Tuesday, February 9, 2010

Breaking down the Media Whores

This is report of aesthetic nature, specifically an article about a young lady who is putting an indelible stamp of innovation on contemporary ideologies. Meet Larita Engelbrecht, a visual artists living and loving in Stellenbosch who has an obsession that’s currently in excess. Visual excess in overdrive.

The year of 2010….. Self-defeating innuendos from MNCs structure our lives and everything is in overload. “Consumer culture [engulfs] us…..we’re in an ‘Economy of Attention’…and I seek to ask this question: What is the space of the imagination in the digital era?”

A girl who will always beg to differ, Larita is an academic of the arts, “a social and cultural critic, entrepreneur, marketer, curator and collaborator all rolled into one”. Her choice of medium is an application of digital media in combination with multi-media, sculpture, drawing and installation. She’s an artisan that has embraced the digital age and yet in doing so challenges the intrusion of technology and its superfluous upkeep.

Who do you aspire to?

I find myself bouncing between opposite poles of the art world – academic and commercial. On the one side I aspire to the work strategies of someone like Kathryn Smith On the other hand I have respect someone like Takashi Murakami, who oversees the production of his highly collectable fine art and design products.

What artist – local and international – inspires you?

Locally, I love Minnette VĂ¡ri’s video and print work. Internationally I draw inspiration for the Surrealists of the 1920’s, and many contemporary video and installation artists such as Matthew Barney, Tony Oursler, Nathalie Djurnberg and Steve McQueen.

The realm of aesthetics – art – how does it influence your life?

Art provides new ways of looking at the world, and new ways of looking is needed to understand the constantly shifting socio, political and cultural circumstances we find ourselves in.

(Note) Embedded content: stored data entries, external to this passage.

//! Events published by a walk session
//!
//! Events are the only output of the walk service: the presentation layer
//! subscribes and renders the arrow, distance label and completion prompt
//! from them.

use chrono::{DateTime, Utc};
use serde::{Deserialize, Serialize};
use std::time::Duration;
use uuid::Uuid;

use crate::geo::{NavigationFix, UserLocation};
use crate::mission::{CompletionReason, MissionId};
use crate::summary::WalkSummary;

/// A walk event
#[derive(Debug, Clone, Serialize, Deserialize)]
pub struct WalkEvent {
    /// Unique event identifier
    pub id: Uuid,
    /// Walk session the event belongs to
    pub session_id: Uuid,
    /// Event payload
    pub payload: WalkEventPayload,
    /// When the event was created
    pub timestamp: DateTime<Utc>,
}

impl WalkEvent {
    /// Create a new event
    pub fn new(session_id: Uuid, payload: WalkEventPayload) -> Self {
        Self {
            id: Uuid::new_v4(),
            session_id,
            payload,
            timestamp: Utc::now(),
        }
    }

    /// Category of the payload
    pub fn event_type(&self) -> EventType {
        self.payload.event_type()
    }
}

/// Event categories, for filtering
#[derive(Debug, Clone, Copy, PartialEq, Eq, Hash, Serialize, Deserialize)]
pub enum EventType {
    /// Session start and end
    Lifecycle,
    /// Per-sample navigation output
    Navigation,
    /// Mission range changes and completions
    Mission,
    /// Walk clock ticks
    Clock,
}

/// Event payload variants
#[derive(Debug, Clone, Serialize, Deserialize)]
pub enum WalkEventPayload {
    /// Initial fix acquired and missions generated
    Started {
        start: UserLocation,
        missions: usize,
        first_mission: Option<MissionId>,
    },
    /// Navigation output for the latest sample
    NavigationUpdated {
        mission_id: MissionId,
        fix: NavigationFix,
        travelled_m: f64,
    },
    /// User entered the current mission's radius
    MissionInRange {
        mission_id: MissionId,
        entry: u32,
    },
    /// User left the radius before completion
    MissionOutOfRange {
        mission_id: MissionId,
    },
    /// Mission completed; story advanced
    MissionCompleted {
        mission_id: MissionId,
        reason: CompletionReason,
        next: Option<MissionId>,
        story_progress: usize,
        chapter: String,
    },
    /// Walk clock tick
    Tick {
        elapsed: Duration,
    },
    /// The location stream ended or failed
    LocationLost {
        reason: String,
    },
    /// Walk finished; the session is over
    Finished {
        summary: WalkSummary,
    },
}

impl WalkEventPayload {
    pub fn event_type(&self) -> EventType {
        match self {
            WalkEventPayload::Started { .. }
            | WalkEventPayload::LocationLost { .. }
            | WalkEventPayload::Finished { .. } => EventType::Lifecycle,
            WalkEventPayload::NavigationUpdated { .. } => EventType::Navigation,
            WalkEventPayload::MissionInRange { .. }
            | WalkEventPayload::MissionOutOfRange { .. }
            | WalkEventPayload::MissionCompleted { .. } => EventType::Mission,
            WalkEventPayload::Tick { .. } => EventType::Clock,
        }
    }
}

/// Event subscription filter
#[derive(Debug, Clone, Default)]
pub struct EventFilter {
    /// Filter by event types
    pub event_types: Option<Vec<EventType>>,
    /// Filter by session
    pub session_id: Option<Uuid>,
    /// Filter by time range (after)
    pub after: Option<DateTime<Utc>>,
}

impl EventFilter {
    /// Create a filter for specific event types
    pub fn for_types(types: Vec<EventType>) -> Self {
        Self {
            event_types: Some(types),
            ..Default::default()
        }
    }

    /// Create a filter for one session
    pub fn for_session(session_id: Uuid) -> Self {
        Self {
            session_id: Some(session_id),
            ..Default::default()
        }
    }

    /// Check if an event matches this filter
    pub fn matches(&self, event: &WalkEvent) -> bool {
        if let Some(ref types) = self.event_types {
            if !types.contains(&event.event_type()) {
                return false;
            }
        }

        if let Some(session_id) = self.session_id {
            if event.session_id != session_id {
                return false;
            }
        }

        if let Some(after) = self.after {
            if event.timestamp < after {
                return false;
            }
        }

        true
    }
}

#[cfg(test)]
mod tests {
    use super::*;

    #[test]
    fn test_event_creation() {
        let session = Uuid::new_v4();
        let event = WalkEvent::new(
            session,
            WalkEventPayload::MissionInRange {
                mission_id: MissionId(2),
                entry: 1,
            },
        );

        assert_eq!(event.event_type(), EventType::Mission);
        assert_eq!(event.session_id, session);
    }

    #[test]
    fn test_event_filter() {
        let session = Uuid::new_v4();
        let tick = WalkEvent::new(session, WalkEventPayload::Tick { elapsed: Duration::from_secs(3) });
        let lost = WalkEvent::new(session, WalkEventPayload::LocationLost { reason: "gps off".into() });

        let filter = EventFilter::for_types(vec![EventType::Lifecycle, EventType::Mission]);
        assert!(!filter.matches(&tick));
        assert!(filter.matches(&lost));

        let other = EventFilter::for_session(Uuid::new_v4());
        assert!(!other.matches(&lost));
        assert!(EventFilter::default().matches(&tick));
    }

    #[test]
    fn test_event_serialization() {
        let event = WalkEvent::new(
            Uuid::new_v4(),
            WalkEventPayload::MissionOutOfRange { mission_id: MissionId(1) },
        );
        let json = serde_json::to_string(&event).unwrap();
        let recovered: WalkEvent = serde_json::from_str(&json).unwrap();
        assert_eq!(recovered.id, event.id);
        assert_eq!(recovered.event_type(), EventType::Mission);
    }
}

How has your work evolved over the first few years? Where do you see it heading?

It is still very much in an embryo phase, I see it evolving into design projects, bigger installations, and projects beyond the limits of the gallery walls.

Your most recent exhibition at Salon91 “On the Uncanny and the Unconscious”– when and how did this concept/project take form?

Wessel Snyman and I wanted to exhibit together – he makes intricate kinetic sculptures and prints, and I made visually ‘excessive’ works by restaging old paintings. Together we both create works that are somewhat surrealist, that is uncanny in the familiarity of the images, but dream-like in the way that it is juxtaposed. My work developed form an obsession with Hieronymus Bosch’s Garden of Earthly Delights.

You have mentioned before about your art as “a playful comment on contemporary society”. How did you connect Bosch with contemporary society? What as the underlying emphasis?

Well, I view society as raging in a chaotic battle for attention all the time. By restaging the classical painting by Bosch, I am saying that his concerns (of representing an ‘utopian’ view of a world untouched by the Fall) are still there, but has evidently shifted into a realm where we do what we want to anyway, but certain social constraints still remain. When will the overload of information thrown unto us reach a saturation point? My underlying question is to ask whether there will be a ‘digital turn’ as with the ‘photographic turn’?

The women figure – sexuality – is it something you explore in your work? Why?

I try to avoid a feminist approach to creating work, but sexuality is something that inevitably seems to surface. The female body has been a site for much contestation throughout the history of art, and being a female creating performance work, it is unavoidable that I also contribute to this tradition of the female represented a sexualized figure.

By restaging bodies dressed in fleshy coloured stockings I am trying to avoid eroticizing the figures, but because of our inherent knowledge of the classical nude figure in art, it is somewhat of a failed attempt, and the figures remain sexualized even in their attempted ‘cover-up’.

Let's leave it there, for now.

With her dream project involving “organic pigment, a number of helicopters, a team of photographers and the Victoria Falls”, this is the girl who will take South Africa’s creative industry outside the galleries. Repertoires of land art and installations. Bigger ideas and bigger budgets. Poking fun at mediated conventions and ad agency fucks, Larita’s work reflects her creative scope and her wonderfully brazened ideas. Miss E’s artistic thirst is engrained in her soul, becoming both a tool for expression and her indulgence of passion.